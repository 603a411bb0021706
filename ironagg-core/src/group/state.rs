// ironagg-core/src/group/state.rs
// Per-group accumulator state

use super::plan::{GroupPlan, Slot};
use crate::error::{IronAggError, Result};
use crate::selector::{BoundedSelector, Offer};
use crate::summation::{AvgCell, SumCell};
use crate::value::{Document, Value};
use serde::{Deserialize, Serialize};
use std::sync::Arc;

/// Numeric state of one accumulator; selection accumulators keep theirs
/// in the group's shared selectors
#[derive(Debug, Clone, PartialEq, Serialize, Deserialize)]
pub enum Cell {
    Sum(SumCell),
    Avg(AvgCell),
    View,
}

/// Everything accumulated for one group key
///
/// Selectors hold the retained documents themselves, so any accumulator
/// sharing a selector can evaluate its own output at finalize time.
#[derive(Debug, Clone, Serialize, Deserialize)]
pub struct GroupState {
    selectors: Vec<BoundedSelector<Arc<Document>>>,
    cells: Vec<Cell>,
    bytes: usize,
}

const ENTRY_OVERHEAD: usize = 24;

impl GroupState {
    /// Open a group; `n` expressions are evaluated here against the key
    pub fn new(plan: &GroupPlan, key: &Value) -> Result<Self> {
        let selectors = plan
            .selectors()
            .iter()
            .map(|class| Ok(BoundedSelector::new(class.sense, class.n_for_group(key)?)))
            .collect::<Result<Vec<_>>>()?;

        let cells: Vec<Cell> = plan
            .slots()
            .iter()
            .map(|slot| match slot {
                Slot::Sum(_) => Cell::Sum(SumCell::new()),
                Slot::Avg(_) => Cell::Avg(AvgCell::new()),
                Slot::View { .. } => Cell::View,
            })
            .collect();

        let bytes = 64 + cells.len() * 48 + selectors.len() * 32;
        Ok(GroupState {
            selectors,
            cells,
            bytes,
        })
    }

    /// Feed one document; `seq` is its position in the input stream and
    /// `doc_bytes` its approximate size
    pub fn consume(&mut self, plan: &GroupPlan, doc: &Arc<Document>, seq: u64, doc_bytes: usize) {
        for (selector, class) in self.selectors.iter_mut().zip(plan.selectors()) {
            let key = class.sort_by.extract(doc);
            let key_bytes = key.approx_size();
            match selector.offer(key, seq, Arc::clone(doc)) {
                Offer::Kept => self.bytes += key_bytes + doc_bytes + ENTRY_OVERHEAD,
                Offer::Replaced(old_key, old_doc) => {
                    self.bytes += key_bytes + doc_bytes;
                    self.bytes = self
                        .bytes
                        .saturating_sub(old_key.approx_size() + old_doc.approx_size());
                }
                Offer::Rejected(_) => {}
            }
        }

        for (cell, slot) in self.cells.iter_mut().zip(plan.slots()) {
            match (cell, slot) {
                (Cell::Sum(sum), Slot::Sum(expr)) => {
                    if let Some(value) = expr.evaluate(doc) {
                        sum.add(&value);
                    }
                }
                (Cell::Avg(avg), Slot::Avg(expr)) => {
                    if let Some(value) = expr.evaluate(doc) {
                        avg.add(&value);
                    }
                }
                _ => {}
            }
        }
    }

    /// Combine with the state of the same group accumulated elsewhere
    /// (an earlier spill run)
    pub fn merge(&mut self, other: GroupState) -> Result<()> {
        if self.selectors.len() != other.selectors.len() || self.cells.len() != other.cells.len() {
            return Err(IronAggError::Corruption(
                "group state does not match the $group plan".to_string(),
            ));
        }

        for (mine, theirs) in self.selectors.iter_mut().zip(other.selectors) {
            mine.absorb(theirs);
        }
        for (mine, theirs) in self.cells.iter_mut().zip(other.cells) {
            match (mine, theirs) {
                (Cell::Sum(a), Cell::Sum(b)) => a.merge(&b),
                (Cell::Avg(a), Cell::Avg(b)) => a.merge(&b),
                (Cell::View, Cell::View) => {}
                _ => {
                    return Err(IronAggError::Corruption(
                        "accumulator kinds differ between group states".to_string(),
                    ))
                }
            }
        }
        self.bytes += other.bytes;
        Ok(())
    }

    pub fn selectors(&self) -> &[BoundedSelector<Arc<Document>>] {
        &self.selectors
    }

    pub fn cells(&self) -> &[Cell] {
        &self.cells
    }

    pub fn approx_size(&self) -> usize {
        self.bytes
    }

    /// Final value of every accumulator, in declaration order
    pub fn finalize(&self, plan: &GroupPlan) -> Vec<Value> {
        self.cells
            .iter()
            .zip(plan.slots())
            .map(|(cell, slot)| match (cell, slot) {
                (Cell::Sum(sum), _) => sum.finalize(),
                (Cell::Avg(avg), _) => avg.finalize(),
                (
                    Cell::View,
                    Slot::View {
                        selector,
                        output,
                        single,
                    },
                ) => {
                    let selector = &self.selectors[*selector];
                    let evaluate = |doc: &Arc<Document>| output.evaluate(doc).unwrap_or(Value::Null);
                    if *single {
                        selector.finalize_single().map(evaluate).unwrap_or(Value::Null)
                    } else {
                        Value::Array(
                            selector
                                .finalize()
                                .into_iter()
                                .map(|(_, doc)| evaluate(doc))
                                .collect(),
                        )
                    }
                }
                _ => Value::Null,
            })
            .collect()
    }

    /// Shard-side partial of every accumulator, in declaration order
    ///
    /// Selection accumulators emit `[{output, sortKey}, ...]` in final order.
    pub fn to_partials(&self, plan: &GroupPlan) -> Vec<Value> {
        self.cells
            .iter()
            .zip(plan.slots())
            .map(|(cell, slot)| match (cell, slot) {
                (Cell::Sum(sum), _) => sum.to_partial(),
                (Cell::Avg(avg), _) => avg.to_partial(),
                (Cell::View, Slot::View { selector, output, .. }) => Value::Array(
                    self.selectors[*selector]
                        .finalize()
                        .into_iter()
                        .map(|(key, doc)| {
                            Value::Document(
                                Document::new()
                                    .with("output", output.evaluate(doc).unwrap_or(Value::Null))
                                    .with("sortKey", Value::Array(key.values())),
                            )
                        })
                        .collect(),
                ),
                _ => Value::Null,
            })
            .collect()
    }
}

#[cfg(test)]
mod tests {
    use super::*;
    use crate::group::GroupSpec;
    use serde_json::json;

    fn plan(json: serde_json::Value) -> GroupPlan {
        GroupPlan::new(&GroupSpec::from_json(&json).unwrap(), true).unwrap()
    }

    fn feed(plan: &GroupPlan, state: &mut GroupState, docs: &[serde_json::Value], first_seq: u64) {
        for (i, json) in docs.iter().enumerate() {
            let doc = Arc::new(Document::from_json(json).unwrap());
            let bytes = doc.approx_size();
            state.consume(plan, &doc, first_seq + i as u64, bytes);
        }
    }

    #[test]
    fn test_shared_selector_independent_outputs() {
        let p = plan(json!({
            "_id": null,
            "ts": {"$top": {"output": "$s", "sortBy": {"y": -1}}},
            "tx": {"$top": {"output": "$x", "sortBy": {"y": -1}}},
            "all": {"$topN": {"n": 2, "output": {"s": "$s", "x": "$x"}, "sortBy": {"y": -1}}}
        }));
        let mut state = GroupState::new(&p, &Value::Null).unwrap();
        feed(
            &p,
            &mut state,
            &[json!({"s": "A", "y": 5, "x": 1}), json!({"s": "C", "y": 1000}), json!({"s": "B", "y": 24})],
            0,
        );

        let values = state.finalize(&p);
        assert_eq!(values[0], Value::from("C"));
        assert_eq!(values[1], Value::Null);
        assert_eq!(
            values[2],
            Value::from_json(&json!([{"s": "C"}, {"s": "B"}])).unwrap()
        );
    }

    #[test]
    fn test_empty_group_outputs() {
        let p = plan(json!({
            "_id": null,
            "t": {"$top": {"output": "$s", "sortBy": {"y": 1}}},
            "tn": {"$topN": {"n": 3, "output": "$s", "sortBy": {"y": 1}}},
            "avg": {"$avg": "$y"},
            "sum": {"$sum": "$y"}
        }));
        let state = GroupState::new(&p, &Value::Null).unwrap();
        assert_eq!(
            state.finalize(&p),
            vec![Value::Null, Value::Array(vec![]), Value::Null, Value::Int32(0)]
        );
    }

    #[test]
    fn test_merge_matches_single_pass() {
        let p = plan(json!({
            "_id": null,
            "b": {"$bottomN": {"n": 2, "output": "$s", "sortBy": {"y": 1}}},
            "sum": {"$sum": "$y"},
            "avg": {"$avg": "$y"}
        }));
        let docs = [
            json!({"s": "a", "y": 3}),
            json!({"s": "b", "y": 9}),
            json!({"s": "c", "y": 9}),
            json!({"s": "d", "y": 1}),
            json!({"s": "e", "y": 9}),
        ];

        let mut whole = GroupState::new(&p, &Value::Null).unwrap();
        feed(&p, &mut whole, &docs, 0);

        let mut early = GroupState::new(&p, &Value::Null).unwrap();
        feed(&p, &mut early, &docs[..2], 0);
        let mut late = GroupState::new(&p, &Value::Null).unwrap();
        feed(&p, &mut late, &docs[2..], 2);
        late.merge(early).unwrap();

        assert_eq!(late.finalize(&p), whole.finalize(&p));
        assert_eq!(
            whole.finalize(&p)[0],
            Value::from_json(&json!(["b", "c"])).unwrap()
        );
    }

    #[test]
    fn test_partials_carry_sort_keys() {
        let p = plan(json!({
            "_id": null,
            "t": {"$topN": {"n": 2, "output": "$s", "sortBy": {"y": -1}}}
        }));
        let mut state = GroupState::new(&p, &Value::Null).unwrap();
        feed(&p, &mut state, &[json!({"s": "a", "y": 1}), json!({"y": 7})], 0);

        let partials = state.to_partials(&p);
        assert_eq!(
            partials[0],
            Value::from_json(&json!([
                {"output": null, "sortKey": [7]},
                {"output": "a", "sortKey": [1]}
            ]))
            .unwrap()
        );
    }

    #[test]
    fn test_memory_estimate_tracks_evictions() {
        let p = plan(json!({
            "_id": null,
            "t": {"$top": {"output": "$s", "sortBy": {"y": 1}}}
        }));
        let mut state = GroupState::new(&p, &Value::Null).unwrap();
        let docs: Vec<_> = (0..100).rev().map(|y| json!({"s": "x", "y": y})).collect();
        feed(&p, &mut state, &docs[..1], 0);
        let after_one = state.approx_size();
        feed(&p, &mut state, &docs[1..], 1);
        assert_eq!(state.approx_size(), after_one);
    }

    #[test]
    fn test_merge_rejects_mismatched_states() {
        let a = plan(json!({"_id": null, "s": {"$sum": 1}}));
        let b = plan(json!({"_id": null, "s": {"$avg": 1}}));
        let mut left = GroupState::new(&a, &Value::Null).unwrap();
        let right = GroupState::new(&b, &Value::Null).unwrap();
        assert!(left.merge(right).is_err());
    }
}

◆ Aim of the task: If a line above holds the string "super", copy it out.

◆ Exercise solution:
use super::plan::{GroupPlan, Slot};
    use super::*;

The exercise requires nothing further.